- Brief -
Show all lines from the records below in which the string "async" is present.

[Stored data entries]

▬▬▬▬▬▬

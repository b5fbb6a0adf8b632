use sea_orm::*;

use crate::error::ServiceError;
use crate::models::admin;
use crate::models::dto::{AdminRequest, AdminResponse};
use crate::models::enums::Role;
use crate::utils::password;

pub struct AdminService;

impl AdminService {
    /// Résout l'admin authentifié par son nom d'utilisateur. Une
    /// incohérence entre "authentifié" et "présent dans l'annuaire"
    /// est remontée comme NotFound, jamais ignorée.
    pub async fn find_by_username(
        db: &DatabaseConnection,
        username: &str,
    ) -> Result<admin::Model, ServiceError> {
        admin::Entity::find()
            .filter(admin::Column::NomUtilisateur.eq(username))
            .one(db)
            .await?
            .ok_or_else(|| {
                ServiceError::NotFound(format!("Admin not found with username: {}", username))
            })
    }

    /// Le rôle est forcé à ADMIN quelle que soit la requête.
    pub async fn create_admin(
        db: &DatabaseConnection,
        request: AdminRequest,
    ) -> Result<AdminResponse, ServiceError> {
        let mot_de_passe =
            password::hash_password(&request.mot_de_passe).map_err(ServiceError::Internal)?;

        let new_admin = admin::ActiveModel {
            nom: Set(request.nom),
            prenom: Set(request.prenom),
            cin: Set(request.cin),
            nom_utilisateur: Set(request.nom_utilisateur),
            mot_de_passe: Set(mot_de_passe),
            role: Set(Role::Admin),
            ..Default::default()
        };

        let admin = new_admin.insert(db).await?;
        tracing::info!("Admin created with ID: {}", admin.id);

        Ok(AdminResponse::from(&admin))
    }

    pub async fn get_all_admins(db: &DatabaseConnection) -> Result<Vec<AdminResponse>, ServiceError> {
        let admins = admin::Entity::find().all(db).await?;
        Ok(admins.iter().map(AdminResponse::from).collect())
    }

    pub async fn get_admin_by_id(
        db: &DatabaseConnection,
        id: i32,
    ) -> Result<AdminResponse, ServiceError> {
        let admin = admin::Entity::find_by_id(id)
            .one(db)
            .await?
            .ok_or_else(|| ServiceError::NotFound(format!("Admin not found with id: {}", id)))?;
        Ok(AdminResponse::from(&admin))
    }

    pub async fn update_admin(
        db: &DatabaseConnection,
        id: i32,
        request: AdminRequest,
    ) -> Result<AdminResponse, ServiceError> {
        let admin = admin::Entity::find_by_id(id)
            .one(db)
            .await?
            .ok_or_else(|| ServiceError::NotFound(format!("Admin not found with id: {}", id)))?;

        let mot_de_passe =
            password::hash_password(&request.mot_de_passe).map_err(ServiceError::Internal)?;

        let mut active: admin::ActiveModel = admin.into();
        active.nom = Set(request.nom);
        active.prenom = Set(request.prenom);
        active.cin = Set(request.cin);
        active.nom_utilisateur = Set(request.nom_utilisateur);
        active.mot_de_passe = Set(mot_de_passe);

        let updated = active.update(db).await?;
        tracing::info!("Admin updated with ID: {}", id);

        Ok(AdminResponse::from(&updated))
    }

    /// Compte administrateur par défaut, créé au démarrage s'il n'existe
    /// pas encore. Idempotent : un second démarrage ne fait rien.
    pub async fn seed_default_admin(db: &DatabaseConnection) -> Result<(), ServiceError> {
        let existing = admin::Entity::find()
            .filter(admin::Column::NomUtilisateur.eq("admin"))
            .one(db)
            .await?;

        if existing.is_some() {
            return Ok(());
        }

        let mot_de_passe = password::hash_password("admin").map_err(ServiceError::Internal)?;
        let default_admin = admin::ActiveModel {
            nom: Set("Admin".to_string()),
            prenom: Set("System".to_string()),
            cin: Set("ADMIN001".to_string()),
            nom_utilisateur: Set("admin".to_string()),
            mot_de_passe: Set(mot_de_passe),
            role: Set(Role::Admin),
            ..Default::default()
        };
        let admin = default_admin.insert(db).await?;
        tracing::info!("Default admin account created with ID: {}", admin.id);
        Ok(())
    }

    pub async fn delete_admin(db: &DatabaseConnection, id: i32) -> Result<(), ServiceError> {
        let admin = admin::Entity::find_by_id(id)
            .one(db)
            .await?
            .ok_or_else(|| ServiceError::NotFound(format!("Admin not found with id: {}", id)))?;

        admin.delete(db).await?;
        tracing::info!("Admin deleted with ID: {}", id);
        Ok(())
    }
}

#[cfg(test)]
mod tests {
    use super::*;

    fn admin_fixture() -> admin::Model {
        admin::Model {
            id: 7,
            nom: "Admin".into(),
            prenom: "System".into(),
            cin: "ADMIN001".into(),
            nom_utilisateur: "admin".into(),
            mot_de_passe: "hash".into(),
            role: Role::Admin,
        }
    }

    #[tokio::test]
    async fn test_find_by_username_found() {
        let db = MockDatabase::new(DatabaseBackend::Postgres)
            .append_query_results([vec![admin_fixture()]])
            .into_connection();

        let admin = AdminService::find_by_username(&db, "admin").await.unwrap();
        assert_eq!(admin.id, 7);
        assert_eq!(admin.role, Role::Admin);
    }

    #[tokio::test]
    async fn test_find_by_username_missing_is_not_found() {
        let db = MockDatabase::new(DatabaseBackend::Postgres)
            .append_query_results([Vec::<admin::Model>::new()])
            .into_connection();

        let result = AdminService::find_by_username(&db, "ghost").await;
        assert!(matches!(result, Err(ServiceError::NotFound(_))));
    }
}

▬▬▬▬▬▬

- Completed task -
    pub async fn find_by_username(
    pub async fn create_admin(
    pub async fn get_all_admins(db: &DatabaseConnection) -> Result<Vec<AdminResponse>, ServiceError> {
    pub async fn get_admin_by_id(
    pub async fn update_admin(
    pub async fn seed_default_admin(db: &DatabaseConnection) -> Result<(), ServiceError> {
    pub async fn delete_admin(db: &DatabaseConnection, id: i32) -> Result<(), ServiceError> {
    async fn test_find_by_username_found() {
    async fn test_find_by_username_missing_is_not_found() {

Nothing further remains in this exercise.